[Records from a collection]
-.-.-

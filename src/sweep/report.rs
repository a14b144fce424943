//! Sweep results and their JSON/CSV files.

use std::collections::BTreeMap;
use std::path::Path;

use serde::{Deserialize, Serialize};

use super::SweepPlan;
use crate::acquire::SampleRecord;
use crate::bd::BdMode;
use crate::error::Result;
use crate::stats::mean;

/// Timestamp format of [`RunSummary::date`].
pub const DATE_FORMAT: &str = "%Y-%m-%d %H:%M:%S %z";

/// Every sample of a sweep: preset → tag → video → records by QP.
#[derive(Debug, Clone, Serialize, Deserialize)]
pub struct RunSummary {
    /// Local time the sweep finished.
    pub date: String,
    /// Revision of the candidate encoder.
    pub commit_id: String,
    /// Subject line of that revision.
    pub commit_message: String,
    /// Baseline configuration tag.
    pub baseline: String,
    /// Nested sample records.
    pub results: BTreeMap<String, BTreeMap<String, BTreeMap<String, Vec<SampleRecord>>>>,
}

impl RunSummary {
    /// Empty summary stamped with the current local time.
    #[must_use]
    pub fn new(plan: &SweepPlan) -> Self {
        Self {
            date: chrono::Local::now().format(DATE_FORMAT).to_string(),
            commit_id: plan.revision.id.clone(),
            commit_message: plan.revision.message.clone(),
            baseline: plan.baseline.clone(),
            results: BTreeMap::new(),
        }
    }

    /// Record one curve's samples.
    pub fn insert(&mut self, preset: &str, tag: &str, video: &str, records: Vec<SampleRecord>) {
        self.results
            .entry(preset.to_string())
            .or_default()
            .entry(tag.to_string())
            .or_default()
            .insert(video.to_string(), records);
    }

    /// Write as pretty JSON.
    pub fn write_json(&self, path: &Path) -> Result<()> {
        write_pretty(path, self)
    }
}

/// BD scores per video and their mean per tag.
#[derive(Debug, Clone, Serialize, Deserialize)]
pub struct BdTable {
    /// Baseline tag, or `None` when scored relative to the best configuration.
    pub baseline: Option<String>,
    /// Reduction mode.
    pub mode: BdMode,
    /// Video → tag → score.
    pub videos: BTreeMap<String, BTreeMap<String, f64>>,
    /// Tag → mean score across videos.
    pub summary: BTreeMap<String, f64>,
}

impl BdTable {
    /// Name of the aggregate row in the CSV file.
    pub const SUMMARY_ROW: &'static str = "summary";

    /// Empty table.
    #[must_use]
    pub fn new(baseline: Option<String>, mode: BdMode) -> Self {
        Self {
            baseline,
            mode,
            videos: BTreeMap::new(),
            summary: BTreeMap::new(),
        }
    }

    /// Add one video's scores.
    pub fn insert_video(&mut self, video: &str, scores: BTreeMap<String, f64>) {
        self.videos.insert(video.to_string(), scores);
    }

    /// Recompute the per-tag means.
    pub fn finish(&mut self) {
        let mut by_tag: BTreeMap<&str, Vec<f64>> = BTreeMap::new();
        for scores in self.videos.values() {
            for (tag, &score) in scores {
                by_tag.entry(tag).or_default().push(score);
            }
        }
        self.summary = by_tag
            .into_iter()
            .map(|(tag, scores)| (tag.to_string(), mean(&scores)))
            .collect();
    }

    /// Tags ordered from best (lowest mean) to worst.
    #[must_use]
    pub fn ranked(&self) -> Vec<(&str, f64)> {
        let mut rows: Vec<(&str, f64)> = self.summary.iter().map(|(t, &v)| (t.as_str(), v)).collect();
        rows.sort_by(|a, b| a.1.total_cmp(&b.1));
        rows
    }

    /// Write as pretty JSON.
    pub fn write_json(&self, path: &Path) -> Result<()> {
        write_pretty(path, self)
    }

    /// Write `video,tag,bd` rows, aggregate rows last.
    pub fn write_csv(&self, path: &Path) -> Result<()> {
        if let Some(parent) = path.parent() {
            std::fs::create_dir_all(parent)?;
        }
        let mut wtr = csv::Writer::from_path(path)?;
        wtr.write_record(["video", "tag", "bd"])?;
        for (video, scores) in &self.videos {
            for (tag, score) in scores {
                wtr.write_record([video.as_str(), tag.as_str(), &format!("{score:.6}")])?;
            }
        }
        for (tag, score) in &self.summary {
            wtr.write_record([Self::SUMMARY_ROW, tag.as_str(), &format!("{score:.6}")])?;
        }
        wtr.flush()?;
        Ok(())
    }
}

fn write_pretty<T: Serialize>(path: &Path, value: &T) -> Result<()> {
    if let Some(parent) = path.parent() {
        std::fs::create_dir_all(parent)?;
    }
    let json = serde_json::to_string_pretty(value)?;
    std::fs::write(path, json)?;
    log::info!("wrote {}", path.display());
    Ok(())
}

#[cfg(test)]
mod tests {
    use super::*;

    fn table() -> BdTable {
        let mut table = BdTable::new(Some("x265".to_string()), BdMode::Ratio);
        table.insert_video(
            "a.yuv",
            BTreeMap::from([("x265".to_string(), 1.0), ("fast".to_string(), 0.9)]),
        );
        table.insert_video(
            "b.yuv",
            BTreeMap::from([("x265".to_string(), 1.0), ("fast".to_string(), 0.8)]),
        );
        table.finish();
        table
    }

    #[test]
    fn test_summary_means() {
        let table = table();
        assert!((table.summary["fast"] - 0.85).abs() < 1e-12);
        assert_eq!(table.summary["x265"], 1.0);
        assert_eq!(table.ranked()[0].0, "fast");
    }

    #[test]
    fn test_write_csv() {
        let dir = tempfile::tempdir().unwrap();
        let path = dir.path().join("out").join("bd_table.csv");
        table().write_csv(&path).unwrap();

        let text = std::fs::read_to_string(&path).unwrap();
        let lines: Vec<&str> = text.lines().collect();
        assert_eq!(lines[0], "video,tag,bd");
        assert_eq!(lines[1], "a.yuv,fast,0.900000");
        assert_eq!(lines.len(), 1 + 4 + 2);
        assert_eq!(lines[5], "summary,fast,0.850000");
    }

    #[test]
    fn test_write_json_round_trip() {
        let dir = tempfile::tempdir().unwrap();
        let path = dir.path().join("bd_table.json");
        table().write_json(&path).unwrap();

        let loaded: BdTable = serde_json::from_str(&std::fs::read_to_string(&path).unwrap()).unwrap();
        assert_eq!(loaded.baseline.as_deref(), Some("x265"));
        assert_eq!(loaded.videos.len(), 2);
        assert_eq!(loaded.mode, BdMode::Ratio);
    }
}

-.-.-

Repeat precisely the lines of the data starting at the one containing "table().write_csv(&path).unwrap();", last line included.

The completed task:
        table().write_csv(&path).unwrap();

        let text = std::fs::read_to_string(&path).unwrap();
        let lines: Vec<&str> = text.lines().collect();
        assert_eq!(lines[0], "video,tag,bd");
        assert_eq!(lines[1], "a.yuv,fast,0.900000");
        assert_eq!(lines.len(), 1 + 4 + 2);
        assert_eq!(lines[5], "summary,fast,0.850000");
    }

    #[test]
    fn test_write_json_round_trip() {
        let dir = tempfile::tempdir().unwrap();
        let path = dir.path().join("bd_table.json");
        table().write_json(&path).unwrap();

        let loaded: BdTable = serde_json::from_str(&std::fs::read_to_string(&path).unwrap()).unwrap();
        assert_eq!(loaded.baseline.as_deref(), Some("x265"));
        assert_eq!(loaded.videos.len(), 2);
        assert_eq!(loaded.mode, BdMode::Ratio);
    }
}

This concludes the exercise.